--- WHAT THE TASK REQUIRES ---
Search the listing below, and show each line that includes the word "Creates".
::::::::::
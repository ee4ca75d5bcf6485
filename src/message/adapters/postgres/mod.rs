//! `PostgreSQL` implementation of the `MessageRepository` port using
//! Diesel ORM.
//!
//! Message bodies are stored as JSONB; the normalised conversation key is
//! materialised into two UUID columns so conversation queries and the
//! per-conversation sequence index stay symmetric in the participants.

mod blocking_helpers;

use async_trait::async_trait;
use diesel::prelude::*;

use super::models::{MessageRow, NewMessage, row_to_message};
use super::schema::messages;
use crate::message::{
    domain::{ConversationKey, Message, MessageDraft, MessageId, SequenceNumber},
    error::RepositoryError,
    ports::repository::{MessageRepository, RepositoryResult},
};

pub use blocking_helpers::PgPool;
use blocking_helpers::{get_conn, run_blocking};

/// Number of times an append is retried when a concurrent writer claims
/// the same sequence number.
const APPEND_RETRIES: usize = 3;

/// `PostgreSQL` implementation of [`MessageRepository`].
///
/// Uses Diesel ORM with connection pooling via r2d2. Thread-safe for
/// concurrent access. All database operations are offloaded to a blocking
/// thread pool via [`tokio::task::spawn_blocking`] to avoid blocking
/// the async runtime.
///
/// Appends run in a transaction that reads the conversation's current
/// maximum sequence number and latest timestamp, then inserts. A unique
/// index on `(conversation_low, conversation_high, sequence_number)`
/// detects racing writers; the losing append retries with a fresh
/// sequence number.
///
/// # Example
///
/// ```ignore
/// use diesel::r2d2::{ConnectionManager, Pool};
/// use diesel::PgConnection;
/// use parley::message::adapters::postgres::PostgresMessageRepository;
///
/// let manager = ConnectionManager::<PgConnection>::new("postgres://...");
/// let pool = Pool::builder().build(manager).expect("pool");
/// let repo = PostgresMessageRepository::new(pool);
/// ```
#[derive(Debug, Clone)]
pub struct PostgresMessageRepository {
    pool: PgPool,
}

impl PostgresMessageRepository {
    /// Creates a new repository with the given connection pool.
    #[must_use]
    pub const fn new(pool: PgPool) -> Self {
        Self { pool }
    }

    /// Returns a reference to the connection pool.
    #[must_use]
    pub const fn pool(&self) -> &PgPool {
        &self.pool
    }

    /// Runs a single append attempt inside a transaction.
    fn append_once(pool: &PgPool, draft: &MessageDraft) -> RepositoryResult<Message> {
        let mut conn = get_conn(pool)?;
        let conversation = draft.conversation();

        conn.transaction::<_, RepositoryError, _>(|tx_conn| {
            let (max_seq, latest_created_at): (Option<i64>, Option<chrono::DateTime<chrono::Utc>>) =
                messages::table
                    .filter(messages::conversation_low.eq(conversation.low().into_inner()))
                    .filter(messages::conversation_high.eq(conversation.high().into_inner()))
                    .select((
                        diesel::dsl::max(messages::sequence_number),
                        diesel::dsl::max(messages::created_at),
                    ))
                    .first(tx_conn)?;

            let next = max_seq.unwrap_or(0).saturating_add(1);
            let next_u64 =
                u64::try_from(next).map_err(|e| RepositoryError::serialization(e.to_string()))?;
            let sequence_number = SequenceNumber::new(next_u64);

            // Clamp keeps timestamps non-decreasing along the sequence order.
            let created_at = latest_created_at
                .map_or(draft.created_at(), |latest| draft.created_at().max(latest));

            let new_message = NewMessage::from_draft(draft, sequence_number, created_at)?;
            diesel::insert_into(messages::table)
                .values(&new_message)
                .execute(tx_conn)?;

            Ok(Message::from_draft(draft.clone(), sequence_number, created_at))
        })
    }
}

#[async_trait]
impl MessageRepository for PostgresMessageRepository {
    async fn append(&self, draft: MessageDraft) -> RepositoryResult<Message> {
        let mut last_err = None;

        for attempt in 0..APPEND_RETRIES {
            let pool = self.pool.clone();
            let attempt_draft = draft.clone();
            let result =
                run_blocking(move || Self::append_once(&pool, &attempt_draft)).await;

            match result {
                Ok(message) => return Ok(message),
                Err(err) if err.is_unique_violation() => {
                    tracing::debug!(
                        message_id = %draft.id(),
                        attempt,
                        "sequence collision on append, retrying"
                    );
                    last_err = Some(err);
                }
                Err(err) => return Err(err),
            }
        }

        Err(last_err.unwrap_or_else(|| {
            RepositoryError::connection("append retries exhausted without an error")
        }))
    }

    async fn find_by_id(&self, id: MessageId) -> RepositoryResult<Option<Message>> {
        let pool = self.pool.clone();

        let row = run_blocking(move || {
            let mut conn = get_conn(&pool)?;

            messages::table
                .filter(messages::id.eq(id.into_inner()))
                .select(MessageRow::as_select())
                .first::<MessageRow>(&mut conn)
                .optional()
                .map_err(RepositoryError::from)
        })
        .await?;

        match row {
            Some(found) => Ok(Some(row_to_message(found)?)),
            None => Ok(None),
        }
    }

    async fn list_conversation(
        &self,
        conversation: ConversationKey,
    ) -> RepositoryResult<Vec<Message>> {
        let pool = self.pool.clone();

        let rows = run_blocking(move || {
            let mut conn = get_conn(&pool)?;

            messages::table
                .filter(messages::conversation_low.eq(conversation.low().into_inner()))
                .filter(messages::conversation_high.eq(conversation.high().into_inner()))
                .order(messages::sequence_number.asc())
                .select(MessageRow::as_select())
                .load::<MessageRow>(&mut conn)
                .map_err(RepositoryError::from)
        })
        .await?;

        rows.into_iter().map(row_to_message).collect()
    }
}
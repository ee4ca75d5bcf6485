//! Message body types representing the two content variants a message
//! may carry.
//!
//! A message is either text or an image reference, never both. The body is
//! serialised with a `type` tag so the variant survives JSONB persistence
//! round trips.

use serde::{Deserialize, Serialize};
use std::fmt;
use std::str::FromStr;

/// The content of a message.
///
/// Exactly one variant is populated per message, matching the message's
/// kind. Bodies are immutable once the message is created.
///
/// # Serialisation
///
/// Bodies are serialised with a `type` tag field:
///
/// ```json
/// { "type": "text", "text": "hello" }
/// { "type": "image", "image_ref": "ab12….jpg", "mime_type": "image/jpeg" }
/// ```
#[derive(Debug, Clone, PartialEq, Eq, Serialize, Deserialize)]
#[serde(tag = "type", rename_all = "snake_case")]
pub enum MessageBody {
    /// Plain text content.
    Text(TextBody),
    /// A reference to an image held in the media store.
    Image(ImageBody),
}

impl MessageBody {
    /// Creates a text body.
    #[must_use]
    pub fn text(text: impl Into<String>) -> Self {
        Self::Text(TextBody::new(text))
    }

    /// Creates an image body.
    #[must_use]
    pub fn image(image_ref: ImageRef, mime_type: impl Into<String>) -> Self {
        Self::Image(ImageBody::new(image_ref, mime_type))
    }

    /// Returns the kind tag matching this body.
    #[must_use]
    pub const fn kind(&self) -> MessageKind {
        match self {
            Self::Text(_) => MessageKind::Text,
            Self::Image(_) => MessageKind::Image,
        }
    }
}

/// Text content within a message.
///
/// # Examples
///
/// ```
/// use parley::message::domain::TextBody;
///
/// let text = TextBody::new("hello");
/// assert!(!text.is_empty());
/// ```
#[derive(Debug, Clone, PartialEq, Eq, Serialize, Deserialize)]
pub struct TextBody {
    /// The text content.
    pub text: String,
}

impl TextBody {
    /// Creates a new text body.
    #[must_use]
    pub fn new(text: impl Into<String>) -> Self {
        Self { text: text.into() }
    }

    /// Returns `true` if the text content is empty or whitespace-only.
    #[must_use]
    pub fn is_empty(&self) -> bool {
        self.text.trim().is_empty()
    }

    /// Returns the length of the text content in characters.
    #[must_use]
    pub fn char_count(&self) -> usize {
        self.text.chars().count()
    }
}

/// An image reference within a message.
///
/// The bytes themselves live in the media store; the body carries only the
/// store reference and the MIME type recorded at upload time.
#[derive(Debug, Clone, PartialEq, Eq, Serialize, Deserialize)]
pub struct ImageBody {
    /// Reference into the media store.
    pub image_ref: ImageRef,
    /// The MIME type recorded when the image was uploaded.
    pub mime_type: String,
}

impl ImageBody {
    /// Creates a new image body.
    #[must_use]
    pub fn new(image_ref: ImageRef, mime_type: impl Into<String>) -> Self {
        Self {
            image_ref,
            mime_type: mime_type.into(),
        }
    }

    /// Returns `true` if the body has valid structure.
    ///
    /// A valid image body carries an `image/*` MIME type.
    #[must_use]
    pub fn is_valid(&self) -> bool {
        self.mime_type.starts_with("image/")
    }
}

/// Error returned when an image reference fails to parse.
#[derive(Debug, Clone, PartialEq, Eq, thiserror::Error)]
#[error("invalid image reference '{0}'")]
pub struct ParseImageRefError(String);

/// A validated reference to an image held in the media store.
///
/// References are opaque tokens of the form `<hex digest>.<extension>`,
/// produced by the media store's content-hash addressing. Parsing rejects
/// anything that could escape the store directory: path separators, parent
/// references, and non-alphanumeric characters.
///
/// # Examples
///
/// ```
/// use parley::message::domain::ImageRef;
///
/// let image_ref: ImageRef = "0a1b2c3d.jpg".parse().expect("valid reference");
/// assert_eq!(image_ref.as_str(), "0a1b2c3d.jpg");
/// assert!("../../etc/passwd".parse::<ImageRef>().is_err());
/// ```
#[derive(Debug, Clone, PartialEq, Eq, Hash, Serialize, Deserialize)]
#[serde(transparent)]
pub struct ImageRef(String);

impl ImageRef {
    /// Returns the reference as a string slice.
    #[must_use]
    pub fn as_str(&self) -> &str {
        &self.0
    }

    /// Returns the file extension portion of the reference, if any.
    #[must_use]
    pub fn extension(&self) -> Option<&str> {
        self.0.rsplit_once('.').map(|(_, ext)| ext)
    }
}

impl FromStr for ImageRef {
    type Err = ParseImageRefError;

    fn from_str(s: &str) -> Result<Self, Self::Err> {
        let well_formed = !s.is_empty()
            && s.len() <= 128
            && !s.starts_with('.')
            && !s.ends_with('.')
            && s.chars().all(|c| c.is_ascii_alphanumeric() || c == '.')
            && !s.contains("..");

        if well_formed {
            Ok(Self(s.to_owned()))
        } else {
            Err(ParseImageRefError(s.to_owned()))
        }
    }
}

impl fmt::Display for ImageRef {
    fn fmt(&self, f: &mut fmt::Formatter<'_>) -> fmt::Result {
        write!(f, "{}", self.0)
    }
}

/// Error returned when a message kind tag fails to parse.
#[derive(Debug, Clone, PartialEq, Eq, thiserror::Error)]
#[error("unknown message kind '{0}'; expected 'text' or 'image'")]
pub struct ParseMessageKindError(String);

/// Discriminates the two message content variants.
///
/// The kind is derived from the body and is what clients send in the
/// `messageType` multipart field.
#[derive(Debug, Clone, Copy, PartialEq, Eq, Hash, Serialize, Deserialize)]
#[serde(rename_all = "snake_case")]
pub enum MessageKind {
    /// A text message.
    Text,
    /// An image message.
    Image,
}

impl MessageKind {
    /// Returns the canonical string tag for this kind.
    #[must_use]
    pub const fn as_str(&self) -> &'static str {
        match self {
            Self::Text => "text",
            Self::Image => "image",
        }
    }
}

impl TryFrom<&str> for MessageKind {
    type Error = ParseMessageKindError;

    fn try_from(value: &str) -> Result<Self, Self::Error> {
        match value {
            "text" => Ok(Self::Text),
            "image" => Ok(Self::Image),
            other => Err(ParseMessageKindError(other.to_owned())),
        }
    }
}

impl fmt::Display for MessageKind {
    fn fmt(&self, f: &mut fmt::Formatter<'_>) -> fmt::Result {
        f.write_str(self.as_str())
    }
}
::::::::::
--- RESULT FOR THIS EXERCISE ---
    /// Creates a new repository with the given connection pool.
    /// Creates a text body.
    /// Creates an image body.
    /// Creates a new text body.
    /// Creates a new image body.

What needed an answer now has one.